From a biogeographic perspective, the circum-Antarctic cohesiveness of both R. antarctica and members of the R. racovitzae clade remains to be tested. In this study, the only specimen of R. racovitzae from east Antarctica (collected in Terre Adélie) included in the analysis was sister to specimens from the Weddell Sea. However, any conclusion about the biogeography of Rossella species in the SO derived from our current dataset seems premature given the restricted geographic coverage of our sample.

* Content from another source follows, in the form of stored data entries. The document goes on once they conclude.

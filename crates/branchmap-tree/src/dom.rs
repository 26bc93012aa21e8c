#![forbid(unsafe_code)]

//! DOM-mode observation: one [`TurnObservation`] per rendered user turn.

use branchmap_core::{TurnObservation, TurnView};

use crate::branch;

/// Text for a turn whose rendered text is blank.
#[must_use]
pub fn fallback_text(source_index: usize) -> String {
    format!("Message {}", source_index + 1)
}

/// Observe rendered user turns in document order.
#[must_use]
pub fn observe_dom(views: &[TurnView]) -> Vec<TurnObservation> {
    views
        .iter()
        .enumerate()
        .map(|(index, view)| {
            let text = view.text.trim();
            let raw_text = if text.is_empty() {
                fallback_text(index)
            } else {
                text.to_owned()
            };
            let observation =
                TurnObservation::new(index, raw_text).with_signal(branch::detect(view));
            match &view.turn_key {
                Some(key) => observation.with_turn_key(key.clone()),
                None => observation,
            }
        })
        .collect()
}
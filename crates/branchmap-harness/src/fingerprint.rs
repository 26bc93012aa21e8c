#![forbid(unsafe_code)]

//! Stable structural fingerprints of conversation trees.
//!
//! Two trees with the same `(depth, branch_index, parent_id,
//! is_current_branch)` tuples in the same order share a fingerprint, whatever
//! their content text. Used to assert idempotence across extraction passes.

use branchmap_core::ConversationTree;

const FINGERPRINT_PREFIX: &str = "blake3:";

/// Fingerprint the structure of a tree.
#[must_use]
pub fn shape_fingerprint(tree: &ConversationTree) -> String {
    let mut hasher = blake3::Hasher::new();
    for (depth, branch_index, parent_id, current) in tree.shape() {
        hasher.update(&(depth as u64).to_le_bytes());
        hasher.update(&(branch_index as u64).to_le_bytes());
        match parent_id {
            Some(parent) => {
                hasher.update(&[1]);
                hasher.update(&(parent.len() as u64).to_le_bytes());
                hasher.update(parent.as_bytes());
            }
            None => {
                hasher.update(&[0]);
            }
        }
        hasher.update(&[u8::from(current)]);
    }
    format!("{FINGERPRINT_PREFIX}{}", hasher.finalize().to_hex())
}

/// Fingerprint the full serialized tree, content and ids included.
#[must_use]
pub fn tree_fingerprint(tree: &ConversationTree) -> String {
    let bytes = serde_json::to_vec(tree).unwrap_or_default();
    format!("{FINGERPRINT_PREFIX}{}", blake3::hash(&bytes).to_hex())
}
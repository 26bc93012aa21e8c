#![forbid(unsafe_code)]

//! Tracker configuration as data.
//!
//! Every tunable of the stack (layout spacing, navigation polling, debounce
//! and poll intervals, overlay bounds) is grouped in [`TrackerConfig`], which
//! can be loaded from TOML or JSON. Every field defaults to the value the
//! tracker uses out of the box, so `TrackerConfig::default()` is always a
//! working configuration.
//!
//! ```toml
//! [layout]
//! horizontal_spacing = 96.0
//!
//! [navigator]
//! max_ticks = 90
//!
//! [schedule]
//! debounce_ms = 750
//! ```

use std::path::Path;
use std::time::Duration;

use serde::{Deserialize, Serialize};

/// Top-level tracker configuration.
#[derive(Debug, Clone, PartialEq, Default, Serialize, Deserialize)]
#[serde(default)]
pub struct TrackerConfig {
    pub layout: LayoutConfig,
    pub navigator: NavigatorConfig,
    pub schedule: ScheduleConfig,
    pub overlay: OverlayConfig,
}

impl TrackerConfig {
    /// Load from a TOML string.
    pub fn from_toml_str(s: &str) -> Result<Self, ConfigError> {
        toml::from_str(s).map_err(ConfigError::Toml)
    }

    /// Load from a TOML file on disk.
    pub fn from_toml_file(path: impl AsRef<Path>) -> Result<Self, ConfigError> {
        let content = std::fs::read_to_string(path.as_ref()).map_err(ConfigError::Io)?;
        Self::from_toml_str(&content)
    }

    /// Load from a JSON string.
    pub fn from_json_str(s: &str) -> Result<Self, ConfigError> {
        serde_json::from_str(s).map_err(ConfigError::Json)
    }

    /// Load from a JSON file on disk.
    pub fn from_json_file(path: impl AsRef<Path>) -> Result<Self, ConfigError> {
        let content = std::fs::read_to_string(path.as_ref()).map_err(ConfigError::Io)?;
        Self::from_json_str(&content)
    }

    /// Serialize to a TOML string.
    pub fn to_toml_string(&self) -> Result<String, ConfigError> {
        toml::to_string_pretty(self).map_err(ConfigError::TomlSer)
    }

    /// Validate all parameters.
    ///
    /// Returns a list of validation errors. An empty list means the config
    /// is valid.
    #[must_use]
    pub fn validate(&self) -> Vec<String> {
        let mut errors = Vec::new();

        let layout = &self.layout;
        for (name, value) in [
            ("layout.node_radius", layout.node_radius),
            ("layout.vertical_spacing", layout.vertical_spacing),
            ("layout.horizontal_spacing", layout.horizontal_spacing),
        ] {
            if !(value.is_finite() && value > 0.0) {
                errors.push(format!("{name} must be > 0, got {value}"));
            }
        }
        for (name, value) in [
            ("layout.top_padding", layout.top_padding),
            ("layout.side_padding", layout.side_padding),
            ("layout.bottom_padding", layout.bottom_padding),
            ("layout.min_width", layout.min_width),
            ("layout.min_height", layout.min_height),
        ] {
            if !(value.is_finite() && value >= 0.0) {
                errors.push(format!("{name} must be >= 0, got {value}"));
            }
        }
        if layout.horizontal_spacing < layout.node_radius * 2.0 {
            errors.push(format!(
                "layout.horizontal_spacing ({}) must be at least twice layout.node_radius ({})",
                layout.horizontal_spacing, layout.node_radius
            ));
        }

        if self.navigator.poll_interval_ms == 0 {
            errors.push("navigator.poll_interval_ms must be > 0".into());
        }
        if self.navigator.max_ticks == 0 {
            errors.push("navigator.max_ticks must be > 0".into());
        }

        let schedule = &self.schedule;
        for (name, value) in [
            ("schedule.poll_interval_ms", schedule.poll_interval_ms),
            ("schedule.streaming_recheck_ms", schedule.streaming_recheck_ms),
            ("schedule.reconcile_interval_ms", schedule.reconcile_interval_ms),
        ] {
            if value == 0 {
                errors.push(format!("{name} must be > 0"));
            }
        }

        let overlay = &self.overlay;
        if overlay.min_width <= 0.0 || overlay.min_height <= 0.0 {
            errors.push(format!(
                "overlay minimum size must be positive, got {}x{}",
                overlay.min_width, overlay.min_height
            ));
        }
        if !(overlay.default_fraction > 0.0 && overlay.default_fraction <= 1.0) {
            errors.push(format!(
                "overlay.default_fraction must be in (0, 1], got {}",
                overlay.default_fraction
            ));
        }

        errors
    }

    /// Validate, turning a non-empty error list into [`ConfigError::Validation`].
    pub fn validated(self) -> Result<Self, ConfigError> {
        let errors = self.validate();
        if errors.is_empty() {
            Ok(self)
        } else {
            tracing::warn!(target: "branchmap.config", errors = errors.len(), "invalid tracker config");
            Err(ConfigError::Validation(errors))
        }
    }
}

/// Layout spacing constants, in canvas pixels.
#[derive(Debug, Clone, PartialEq, Serialize, Deserialize)]
#[serde(default)]
pub struct LayoutConfig {
    pub node_radius: f64,
    /// Distance between consecutive depths.
    pub vertical_spacing: f64,
    /// Distance between adjacent siblings.
    pub horizontal_spacing: f64,
    pub top_padding: f64,
    /// Total horizontal padding added around the widest sibling group.
    pub side_padding: f64,
    pub bottom_padding: f64,
    pub min_width: f64,
    pub min_height: f64,
}

impl Default for LayoutConfig {
    fn default() -> Self {
        Self {
            node_radius: 22.0,
            vertical_spacing: 90.0,
            horizontal_spacing: 80.0,
            top_padding: 40.0,
            side_padding: 200.0,
            bottom_padding: 80.0,
            min_width: 300.0,
            min_height: 300.0,
        }
    }
}

/// Branch navigation polling parameters.
#[derive(Debug, Clone, PartialEq, Eq, Serialize, Deserialize)]
#[serde(default)]
pub struct NavigatorConfig {
    pub poll_interval_ms: u64,
    /// Tick budget before a request is aborted.
    pub max_ticks: u32,
    /// Delay between reaching the target and re-extracting.
    pub settle_delay_ms: u64,
}

impl NavigatorConfig {
    #[must_use]
    pub const fn poll_interval(&self) -> Duration {
        Duration::from_millis(self.poll_interval_ms)
    }

    #[must_use]
    pub const fn settle_delay(&self) -> Duration {
        Duration::from_millis(self.settle_delay_ms)
    }
}

impl Default for NavigatorConfig {
    fn default() -> Self {
        Self {
            poll_interval_ms: 200,
            max_ticks: 60,
            settle_delay_ms: 300,
        }
    }
}

/// Extraction trigger timing.
#[derive(Debug, Clone, PartialEq, Eq, Serialize, Deserialize)]
#[serde(default)]
pub struct ScheduleConfig {
    /// Quiet period that coalesces mutation bursts into one pass.
    pub debounce_ms: u64,
    /// Turn-count polling fallback.
    pub poll_interval_ms: u64,
    /// Delay before the first extraction after start.
    pub startup_delay_ms: u64,
    /// First streaming check after a suppressed pass.
    pub streaming_first_check_ms: u64,
    /// Re-check interval while the host keeps streaming.
    pub streaming_recheck_ms: u64,
    /// Delay before re-extracting after the overlay is shown.
    pub show_refresh_ms: u64,
    /// Interval of the overlay existence reconciliation.
    pub reconcile_interval_ms: u64,
    /// Hover time before a tooltip appears.
    pub tooltip_delay_ms: u64,
}

impl ScheduleConfig {
    #[must_use]
    pub const fn debounce(&self) -> Duration {
        Duration::from_millis(self.debounce_ms)
    }

    #[must_use]
    pub const fn poll_interval(&self) -> Duration {
        Duration::from_millis(self.poll_interval_ms)
    }

    #[must_use]
    pub const fn startup_delay(&self) -> Duration {
        Duration::from_millis(self.startup_delay_ms)
    }

    #[must_use]
    pub const fn streaming_first_check(&self) -> Duration {
        Duration::from_millis(self.streaming_first_check_ms)
    }

    #[must_use]
    pub const fn streaming_recheck(&self) -> Duration {
        Duration::from_millis(self.streaming_recheck_ms)
    }

    #[must_use]
    pub const fn show_refresh(&self) -> Duration {
        Duration::from_millis(self.show_refresh_ms)
    }

    #[must_use]
    pub const fn reconcile_interval(&self) -> Duration {
        Duration::from_millis(self.reconcile_interval_ms)
    }

    #[must_use]
    pub const fn tooltip_delay(&self) -> Duration {
        Duration::from_millis(self.tooltip_delay_ms)
    }
}

impl Default for ScheduleConfig {
    fn default() -> Self {
        Self {
            debounce_ms: 500,
            poll_interval_ms: 3_000,
            startup_delay_ms: 2_000,
            streaming_first_check_ms: 1_000,
            streaming_recheck_ms: 500,
            show_refresh_ms: 100,
            reconcile_interval_ms: 3_000,
            tooltip_delay_ms: 100,
        }
    }
}

/// Overlay window bounds, in viewport pixels.
#[derive(Debug, Clone, PartialEq, Serialize, Deserialize)]
#[serde(default)]
pub struct OverlayConfig {
    pub min_width: f64,
    pub min_height: f64,
    /// Minimum distance kept between the overlay and the viewport edges.
    pub edge_padding: f64,
    /// Distance from the right viewport edge for the default position.
    pub default_right_margin: f64,
    pub default_top: f64,
    /// Default overlay size as a fraction of the viewport.
    pub default_fraction: f64,
}

impl Default for OverlayConfig {
    fn default() -> Self {
        Self {
            min_width: 250.0,
            min_height: 200.0,
            edge_padding: 20.0,
            default_right_margin: 50.0,
            default_top: 50.0,
            default_fraction: 0.25,
        }
    }
}

/// Errors from loading a [`TrackerConfig`].
#[derive(Debug)]
pub enum ConfigError {
    /// I/O error reading a file.
    Io(std::io::Error),
    /// TOML parse error.
    Toml(toml::de::Error),
    /// TOML serialization error.
    TomlSer(toml::ser::Error),
    /// JSON parse error.
    Json(serde_json::Error),
    /// Validation errors.
    Validation(Vec<String>),
}

impl std::fmt::Display for ConfigError {
    fn fmt(&self, f: &mut std::fmt::Formatter<'_>) -> std::fmt::Result {
        match self {
            Self::Io(e) => write!(f, "I/O error: {e}"),
            Self::Toml(e) => write!(f, "TOML parse error: {e}"),
            Self::TomlSer(e) => write!(f, "TOML serialization error: {e}"),
            Self::Json(e) => write!(f, "JSON parse error: {e}"),
            Self::Validation(errors) => write!(f, "validation errors: {}", errors.join("; ")),
        }
    }
}

impl std::error::Error for ConfigError {
    fn source(&self) -> Option<&(dyn std::error::Error + 'static)> {
        match self {
            Self::Io(e) => Some(e),
            Self::Toml(e) => Some(e),
            Self::TomlSer(e) => Some(e),
            Self::Json(e) => Some(e),
            Self::Validation(_) => None,
        }
    }
}

#[cfg(test)]
mod tests {
    use super::*;

    #[test]
    fn defaults_are_valid() {
        assert!(TrackerConfig::default().validate().is_empty());
    }

    #[test]
    fn partial_toml_keeps_defaults() {
        let config = TrackerConfig::from_toml_str(
            r#"
            [layout]
            horizontal_spacing = 96.0

            [navigator]
            max_ticks = 90
            "#,
        )
        .unwrap();
        assert_eq!(config.layout.horizontal_spacing, 96.0);
        assert_eq!(config.layout.vertical_spacing, 90.0);
        assert_eq!(config.navigator.max_ticks, 90);
        assert_eq!(config.navigator.poll_interval(), Duration::from_millis(200));
        assert_eq!(config.schedule, ScheduleConfig::default());
    }

    #[test]
    fn json_round_trip() {
        let mut config = TrackerConfig::default();
        config.schedule.debounce_ms = 750;
        let json = serde_json::to_string(&config).unwrap();
        let back = TrackerConfig::from_json_str(&json).unwrap();
        assert_eq!(back, config);
    }

    #[test]
    fn toml_file_round_trip() {
        let dir = tempfile::tempdir().unwrap();
        let path = dir.path().join("branchmap.toml");
        let mut config = TrackerConfig::default();
        config.overlay.min_width = 320.0;
        std::fs::write(&path, config.to_toml_string().unwrap()).unwrap();
        let back = TrackerConfig::from_toml_file(&path).unwrap();
        assert_eq!(back, config);
    }

    #[test]
    fn missing_file_is_io_error() {
        let err = TrackerConfig::from_json_file("/nonexistent/branchmap.json").unwrap_err();
        assert!(matches!(err, ConfigError::Io(_)));
    }

    #[test]
    fn validation_catches_bad_values() {
        let mut config = TrackerConfig::default();
        config.layout.horizontal_spacing = 10.0;
        config.navigator.max_ticks = 0;
        config.schedule.poll_interval_ms = 0;
        config.overlay.default_fraction = 1.5;
        let errors = config.clone().validate();
        assert_eq!(errors.len(), 4, "{errors:?}");
        assert!(matches!(
            config.validated(),
            Err(ConfigError::Validation(list)) if list.len() == 4
        ));
    }

    #[test]
    fn malformed_toml_reports_parse_error() {
        let err = TrackerConfig::from_toml_str("[layout\nnode_radius = ").unwrap_err();
        assert!(err.to_string().starts_with("TOML parse error"));
    }
}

Finally, we would like to highlight the difficulties in getting access to fresh material of all valid species of Rossella for molecular phylogenetic analyses. Rossella is well known for its abundance in Antarctica; however, most specimens collected belong to R. racovitzae, while specimens belonging to other species are collected less frequently. Rosella levis was only collected 3–5 times in four expeditions to the Antarctica by DJ and something similar occurs to R. fibulata (cf. Göcke and Janussen 2013). Rossella racovitzae and R. nuda are more often collected and more material is generally available from these species. Two other species, R. vanhoeffeni and R. villosa, have not been collected after years of field work in the Weddell Sea. Rossella podagrosa is so far only known from the Ross Sea, where it seems to be the most common sponge, although easily overlooked because if its hidden lifestyle (Göcke et al. 2015). Samples of R. podagrosa are currently not available for molecular analysis. These difficulties, somewhat normal in the deep-sea, but paradoxical given the reported abundance of Rossella spp. in Antarctic waters, hamper the thorough testing of the monophyly of most species in the genus. We provide here the first molecular study of the phylogenetic relationships within this important sponge genus in Antarctica and pursue to reconcile the morphological and molecular evidence given the available material and to open new avenues for future work to further clarify the phylogeny of Rossella.

Conclusion

We have obtained a phylogeny of the genus Rossella corroborating its monophyly and showing the existence of two clades corresponding to the well-defined species R. antarctica and a diverse assemblage of species, here considered a species flock and termed R. racovitzae flock. Future sampling and the use of genome-wide molecular markers will certainly contribute to expanding our understanding of these important Antarctic species, in particular about the circumpolar distribution of Rossella, the causes of the high morphological diversity, and the relationships within the R. racovitzae species flock.